Just then, the Waverider’s lights flicker off before coming back brighter than before, and there’s a familiar low hum surrounding them, the background noise of the timedrive kicking into life. 

“Does this mean…?” Charlie doesn’t dare look hopeful. 

“Gideon?” Sara asks, looking up, as they all wait with bated breath to see if the waverider and Gideon are functional again. 

“Good evening, Ms. Lance. I appear to be fully operational once again,” Gideon’s voice floods the room. 

“ _ Yes _ !” Sara grins, initiating a group high five. 

 

It’s another two days before Nora is back to full health, spending one of them quarter backing the team with Zari as they fight goblins in 17th Century Russia, and one of them brainstorming date ideas in the library, convincing Ray that she’s just doing some casual historical research to help her on their missions. 

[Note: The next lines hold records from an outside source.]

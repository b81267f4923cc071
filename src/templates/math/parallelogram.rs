//! Spread between the largest and smallest perimeter of the parallelograms
//! that can be completed from three points.

use crate::templates::prelude::*;

pub struct Parallelogram;

static INFO: TemplateInfo = TemplateInfo {
    id: "1064",
    title: "Parallelogram",
    category: Category::Math,
    input: &[Field::int("point").repeat("6")],
    output: &[Field::decimal("spread")],
    constraints: &[
        "points are `xa ya xb yb xc yc`",
        "-5000 <= coordinates <= 5000",
        "prints -1.0 when the points are collinear",
    ],
    samples: &[
        Sample {
            input: "0 0 4 0 0 3\n",
            output: "4.0000000000000\n",
        },
        Sample {
            input: "0 0 1 0 2 0\n",
            output: "-1.0\n",
        },
        Sample {
            input: "3 1 1 5 3 0\n",
            output: "8.7703296142690\n",
        },
    ],
};

type Point = (i64, i64);

fn dist(p: Point, q: Point) -> f64 {
    ((p.0 - q.0) as f64).hypot((p.1 - q.1) as f64)
}

impl Template for Parallelogram {
    type Input = [Point; 3];
    type Output = Option<f64>;

    fn info(&self) -> &'static TemplateInfo {
        &INFO
    }

    fn parse(&self, sc: &mut Scanner<'_>) -> Result<[Point; 3], InputError> {
        let mut pts = [(0, 0); 3];
        for p in &mut pts {
            *p = (sc.next_in("point", -5000..=5000)?, sc.next_in("point", -5000..=5000)?);
        }
        Ok(pts)
    }

    fn solve(&self, &[a, b, c]: &[Point; 3]) -> Option<f64> {
        let cross = (b.0 - a.0) * (c.1 - a.1) - (c.0 - a.0) * (b.1 - a.1);
        if cross == 0 {
            return None;
        }
        // the fourth vertex sits opposite each of the three points in turn
        let perimeters = [
            2.0 * (dist(a, b) + dist(a, c)),
            2.0 * (dist(b, a) + dist(b, c)),
            2.0 * (dist(c, a) + dist(c, b)),
        ];
        let max = perimeters.iter().copied().fold(f64::MIN, f64::max);
        let min = perimeters.iter().copied().fold(f64::MAX, f64::min);
        Some(max - min)
    }

    fn render(&self, output: &Option<f64>, out: &mut String) {
        match output {
            Some(spread) => push_line(out, [format!("{spread:.13}")]),
            None => push_line(out, ["-1.0"]),
        }
    }
}
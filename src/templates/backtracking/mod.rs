//! Exhaustive generation with backtracking.

mod nondecreasing_sequences;

pub use nondecreasing_sequences::NondecreasingSequences;

use crate::traits::DynTemplate;

pub(crate) fn templates() -> Vec<Box<dyn DynTemplate>> {
    vec![Box::new(NondecreasingSequences)]
}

The anniversary of Nora being de-Mallused is coming up, and she plans the date for then. Partly because it’s an overwhelmingly happy occasion; the day Ray saved her life and helped to set her free, altering the course of her future and changing her whole world. But partly because it’s crushingly sad, and she needs something happy to distract herself. Nora has a lot of different feelings about her father, most of them driven by hatred and anger, unable to really put them all into words. But some of them, the ones that creep up on her in quiet moments, are happy. Her father teaching her to ride a bike, or singing happy birthday to her, or clapping the loudest for her during her first grade ballet recital. All normal things, to most people, taken for granted. Happy squares on a mostly cheerful patchwork of life. For Nora, they are achingly, agonisingly bittersweet. She isn’t ready to fully delve into her emotions towards either of her parents yet, isn’t ready to unravel her childhood or years of demon possession and what it means for her future. What she does want, is a fun day of distractions with the man she loves. There’ll be time to figure the rest out later. 

 

Nora keeps the details of the date as a surprise, simply telling Ray to make sure he wears something fancy. 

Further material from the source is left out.